Human impact on the GYE ecosystem, in sum, originates in four distinct categories: (1) management of the public lands per se, (2) visitors to the Parks and the wider terrain, (3) both fulltime residents clustered in towns and cities and scattered over the exurban domain, and part-time residents drawn to the region's life-style and/or retirement opportunities, and (4) all other human activities affecting the use of land within the wider ecosystem, both urban and rural. It could perhaps be argued that the ultimate remedy for maintaining this and other such ecosystems is to devise sufficiently wide boundaries around these reserves at the start and then adopt management practices that severely restrict human encroachment. This proactive remedy, of course, is only possible in the most remote areas as for example the Northeast Greenland National Park which at 972,000 km2is the world's largest national park.

In the more populated latitudes land use competition is fierce, and preservation and management more costly. In these areas however reside many species not found elsewhere so there is no real alternative but to protect such places if these are to be preserved. Not only do mountains offer an often unique potential as ecological preserves, but they tend also to be easier to secure as preserves because of their height, location and inaccessibility, and their relatively undeveloped status.

16.2.4.1 Option 1: Augmenting Public Land Holdings

Retroactive enlargement of those public lands over which the tightest controls can be applied is one option going forward (See also Shafer, 2010). At least one U.S. national park, Redwoods, in fact was augmented through purchase in fee simple (i.e. full acquisition of property rights in adjoining land) to prevent unwanted resource extraction (Shafer, 2012, p. 1101). But where expansion through procurement is most needed is also where it will be most costly and where resistance may be most extreme. Short of procurement, federal land management practices can be further improved to insure sufficient coordination of the land management policies of the various federal agencies overseeing adjoining land tracts.

We have already seen how this is occurring among the NPS, USFS and the BLM in the GYE. Securing Wilderness status for USFS lands that adjoin the parks is singularly effective. Creating administrative buffers and habitat corridors in both USFS and BLM lands and also on certain stateowned lands is also effective. At the very time such measures are being considered, calls are arising in the western states to transfer park ownership to the states themselves. These would often, though not always, weaken ecosystem protections. Some even wish to sell off portions of the federal lands, throwing them to the mercy of private land markets in which ecosystem integrity will generally not be considered the "highest and best" use and therefore will be out-bid by alternatives land uses.
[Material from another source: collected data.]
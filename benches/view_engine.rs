use criterion::{BenchmarkId, Criterion, criterion_group, criterion_main};
use llmcost_core::types::{CostBreakdown, ModelId, ModelRecord};
use llmcost_core::view::{ModelFilter, Selection, SortField, SortSpec, ViewState};
use std::hint::black_box;

const PROVIDERS: &[&str] = &["OpenAI", "Anthropic", "Google", "Meta", "Mistral"];

fn create_rows(size: usize) -> Vec<CostBreakdown> {
    (0..size)
        .map(|i| {
            let provider = PROVIDERS[i % PROVIDERS.len()];
            let total = ((i * 7919) % 1000) as f64 / 100.0;
            CostBreakdown::new(
                ModelRecord {
                    id: ModelId::new(format!("{}/model-{i}", provider.to_lowercase())),
                    name: format!("{provider} Model {i}"),
                    provider: provider.to_string(),
                    input_price_per_million: total,
                    output_price_per_million: total * 3.0,
                    context_window: 4096 * (1 + (i % 32) as u64),
                },
                total / 4.0,
                total * 3.0 / 4.0,
            )
        })
        .collect()
}

fn benchmark_derive(c: &mut Criterion) {
    let mut group = c.benchmark_group("view_engine");

    for size in [100, 400, 1000] {
        let rows = create_rows(size);

        group.bench_with_input(BenchmarkId::new("top_paid", size), &rows, |b, rows| {
            let state = ViewState::new();
            b.iter(|| state.derive(black_box(rows)).chart.len());
        });

        group.bench_with_input(BenchmarkId::new("filtered_sorted", size), &rows, |b, rows| {
            let state = ViewState::new()
                .with_filter(ModelFilter::new().with_provider("openai").with_search("model 1"))
                .with_sort(SortSpec::descending(SortField::Name));
            b.iter(|| state.derive(black_box(rows)).table.len());
        });

        group.bench_with_input(BenchmarkId::new("selected", size), &rows, |b, rows| {
            let selection = Selection::from_ids(rows.iter().step_by(10).map(|r| r.id().clone()));
            let state = ViewState::new().with_selection(selection);
            b.iter(|| state.derive(black_box(rows)).chart.len());
        });
    }

    group.finish();
}

criterion_group!(benches, benchmark_derive);
criterion_main!(benches);
//! Core types, normalization and view derivation for llmcost
//!
//! This crate provides the foundational types and error handling shared by
//! every llmcost crate, the catalog normalizer that turns raw pricing entries
//! into uniform model records, and the view engine that filters, sorts and
//! selects cost-annotated rows for presentation.

pub mod error;
pub mod normalizer;
pub mod provider;
pub mod types;
pub mod view;

// Re-export commonly used types
pub use error::{FetchError, LlmCostError, Result};
pub use types::{CostBreakdown, ModelId, ModelRecord, RawCatalogEntry, TokenCounts};
//! `elba attach <INSTANCE>... [--to <ELB>]`: register instances with a load balancer.

use std::process::ExitCode;

use anyhow::{Result, bail};
use clap::Args;

use crate::app::AppContext;
use crate::application::ports::{ConfigStore, LoadBalancerGateway, TargetPicker};
use crate::application::services::membership::MembershipSession;
use crate::commands::{exit_code, open_session};
use crate::domain::{InstanceId, Operation, ResolutionError, Target};

/// Arguments for the attach command.
#[derive(Args, Debug)]
pub struct AttachArgs {
    /// Instance ids to attach
    #[arg(required = true, value_name = "INSTANCE")]
    pub instances: Vec<String>,

    /// Load balancer to use: full or partial name, or an instance id already
    /// attached to it
    #[arg(short, long, value_name = "ELB")]
    pub to: Option<String>,
}

/// Run `elba attach`.
///
/// Without `--to`, a single load balancer is used as the default and several
/// load balancers trigger an indexed prompt.
///
/// # Errors
///
/// Returns an error if the load balancers cannot be listed or the prompt fails.
pub async fn run(
    app: &AppContext<impl ConfigStore>,
    gateway: &impl LoadBalancerGateway,
    picker: &impl TargetPicker,
    args: &AttachArgs,
) -> Result<ExitCode> {
    let instances: Vec<InstanceId> = args
        .instances
        .iter()
        .map(|s| InstanceId::new(s.as_str()))
        .collect();

    let mut session = open_session(app, gateway).await?;
    let target = choose_target(app, &session, picker, Target::parse(args.to.as_deref()))?;
    let reports = session.attach_all(&instances, &target).await;

    app.renderer().render_reports(Operation::Attach, &reports)?;
    Ok(exit_code(&reports))
}

/// Settle the target once for the whole batch.
///
/// Ambiguity is resolved by showing the candidates, asking for an index and
/// resolving again with the chosen name. Other resolution failures are left
/// for the per-instance reports.
///
/// # Errors
///
/// Returns an error if the prompt fails or yields an index out of range.
pub fn choose_target<G: LoadBalancerGateway>(
    app: &AppContext<impl ConfigStore>,
    session: &MembershipSession<'_, G>,
    picker: &impl TargetPicker,
    mut target: Target,
) -> Result<Target> {
    loop {
        match session.resolve(&target) {
            Ok(lb) => {
                if target == Target::Unspecified {
                    app.renderer().render_default_target(lb);
                }
                return Ok(Target::Exact(lb.name.clone()));
            }
            Err(ResolutionError::MultipleLoadBalancersAvailable { candidates }) => {
                if !picker.can_prompt() {
                    return Ok(target);
                }
                app.renderer().render_candidates(&candidates);
                let index = picker.pick(&candidates)?;
                let Some(chosen) = candidates.get(index) else {
                    bail!(
                        "invalid choice {index}: pick a number between 0 and {}",
                        candidates.len() - 1
                    );
                };
                target = Target::Exact(chosen.name.clone());
            }
            Err(_) => return Ok(target),
        }
    }
}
16.2.4.2 Option 2: Visitation Management

Dampening potential impacts of visitors to the Parks in the GYE is a second class of protective actions. Of the approximately 3.1 million visitors to YNP+GTNP each year, stays are generally of short duration-from a few days to a few weeks. They occur across all seasons. And most pass through one or another of the major gateway cities such as Jackson, West Yellowstone, Driggs/ Victor, Livingston and Cody spending there both time and money. Most traverse both Parks by car, seldom venturing far off the Parks' roadways so their impact is much less than might be expected. Park access of course is restricted in various ways in the winter months, but in these park visitation is likely second to skier visits to such local ski areas as Grand Targhee, Jackson Hole and Big Sky. Restricting impacts of such visitors to the region is potentially possible but remember, the mission of the national parks is not only to maintain nature but also to accommodate visitors. Indeed, constricting visitation in any way could weaken the political support the Parks and other public lands so desperately require to maintain Congressional support and funding.
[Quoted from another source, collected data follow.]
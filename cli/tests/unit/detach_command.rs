//! Unit tests for `elba detach`.

#![allow(clippy::expect_used)]

use std::process::ExitCode;

use elba_cli::commands::detach::{self, DetachArgs};

use crate::helpers::{json_app, quiet_app};
use crate::mocks::{Behaviour, FakeGateway, lb};

fn args(instances: &[&str]) -> DetachArgs {
    DetachArgs {
        instances: instances.iter().map(ToString::to_string).collect(),
    }
}

#[tokio::test]
async fn test_detach_from_each_holding_load_balancer() {
    let gateway = FakeGateway::new(vec![lb("prod-a", &["i-001"]), lb("prod-b", &["i-002"])]);

    let code = detach::run(&quiet_app(), &gateway, &args(&["i-001", "i-002"]))
        .await
        .expect("run");

    assert_eq!(code, ExitCode::SUCCESS);
    assert_eq!(
        gateway.mutation_calls(),
        vec!["deregister prod-a i-001", "deregister prod-b i-002"]
    );
}

#[tokio::test]
async fn test_detach_unknown_instance_exits_nonzero() {
    let gateway = FakeGateway::new(vec![lb("prod-a", &["i-001"])]);

    let code = detach::run(&quiet_app(), &gateway, &args(&["i-404", "i-001"]))
        .await
        .expect("run");

    assert_eq!(code, ExitCode::FAILURE);
    assert_eq!(gateway.mutation_calls(), vec!["deregister prod-a i-001"]);
}

#[tokio::test]
async fn test_detach_still_present_exits_nonzero() {
    let gateway =
        FakeGateway::new(vec![lb("prod-a", &["i-001"])]).with_mutations(Behaviour::Ignore);

    let code = detach::run(&quiet_app(), &gateway, &args(&["i-001"]))
        .await
        .expect("run");

    assert_eq!(code, ExitCode::FAILURE);
}

#[tokio::test]
async fn test_detach_json_mode_returns_ok() {
    let gateway = FakeGateway::new(vec![lb("prod-a", &["i-001"])]);

    let code = detach::run(&json_app(), &gateway, &args(&["i-001"]))
        .await
        .expect("run");

    assert_eq!(code, ExitCode::SUCCESS);
}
16.2.4.3 Options 3 and 4: Land and Landscape Planning on Private Lands

These lands, excepting scattered and timelimited in-holdings within the federal lands, are overseen within municipal boundaries by local governments, and elsewhere by county governments. There are two types of sub-state jurisdictions in the United States: statutory and home-rule. The latter are accorded somewhat more flexibility in the utilization of their governing powers. How these powers are applied in substate jurisdictions, and to what end, is dependent

on elected county commissioners and elected town/city councils, and certain other appointed agencies, boards and commissions. If the resident electorates-i.e. the voting publics-are not conversant with and supportive of the needs of the GYE, their elected representatives will be far less likely to adopt supportive policies. Public education regarding the values and vulnerabilities of both the Parks and the wider GYE is therefore essential (more generally see Rhoades, 2000).

Land use law in all three states associated with YNP+GTNP confers substantial autonomy upon local and county governments with respect to land use planning (See also Compas 2007; Shafer, 2015). This is so in virtually all states though some states have established firmer guidelines for local planning (Ingram et al., 2009, Ch. 2). As a result each, absent intergovernmental agreements or regional (inter jurisdictional) service contracts, is relatively free to plan its own lands as it see fit. Moreover, though counties are nominally required to prepare plans in both Idaho and Wyoming, 15 of the 20 counties in the GYE have no county-wide zoning, so even if they plan, the plans are for the most part not enforceable. Importantly, none of the three states’enabling laws stipulates that local plans must be consistent with plans in neighboring areas, whether federal or local (Institute for Business and Home Safety, 2007). This is a critical defect. But in all three, localities that do elect to adopt land use plans must also adopt zoning regulations that enforce the plan (See Idaho Statutes, 2016; Montana Statutes, 2016 and: Wyoming Statutes, 2016).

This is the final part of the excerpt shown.